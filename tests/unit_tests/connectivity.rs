use node_field::connectivity::{ElementArray, ElementArrayBuf, ElementSegmentConnectivity, MAX_NODES_PER_ELEMENT};
use util::assert_panics;

#[test]
fn element_array_exposes_segment_connectivity() {
    let mut elements = ElementArrayBuf::new(2);
    let quads = elements.add_segment(ElementSegmentConnectivity::from_flat(
        "quad4",
        4,
        vec![0, 1, 4, 3, 1, 2, 5, 4],
    ));
    let centers = elements.add_segment(ElementSegmentConnectivity::from_flat("center", 1, vec![6, 7]));

    assert_eq!(elements.num_elements(), 2);
    assert_eq!(elements.segment_ids().collect::<Vec<_>>(), vec![quads, centers]);
    assert!(elements.is_segment_id(quads));
    assert!(!elements.is_segment_id(centers + 1));

    assert_eq!(elements.element_nodes(quads, 1), Some([1, 2, 5, 4].as_slice()));
    assert_eq!(elements.element_nodes(centers, 0), Some([6].as_slice()));
    assert_eq!(elements.element_nodes(quads, 2), None);
    assert_eq!(elements.element_nodes(centers + 1, 0), None);

    let segment = elements.segment(quads).unwrap();
    assert_eq!(segment.name(), "quad4");
    assert_eq!(segment.nodes_per_element(), 4);
    assert_eq!(segment.num_elements(), 2);
}

#[test]
fn invalid_connectivity_panics() {
    assert_panics!(ElementSegmentConnectivity::from_flat("ragged", 3, vec![0, 1, 2, 3]));
    assert_panics!(ElementSegmentConnectivity::from_flat("empty", 0, vec![]));
    assert_panics!(ElementSegmentConnectivity::from_flat(
        "huge",
        MAX_NODES_PER_ELEMENT + 1,
        vec![0; MAX_NODES_PER_ELEMENT + 1]
    ));
    assert_panics!({
        let mut elements = ElementArrayBuf::new(3);
        elements.add_segment(ElementSegmentConnectivity::from_flat("too few", 2, vec![0, 1, 1, 2]))
    });
}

YOUR INSTRUCTIONS: Each line above with the word "ElementArrayBuf" needs to be copied.

FINISHED EXERCISE:
use node_field::connectivity::{ElementArray, ElementArrayBuf, ElementSegmentConnectivity, MAX_NODES_PER_ELEMENT};
    let mut elements = ElementArrayBuf::new(2);
        let mut elements = ElementArrayBuf::new(3);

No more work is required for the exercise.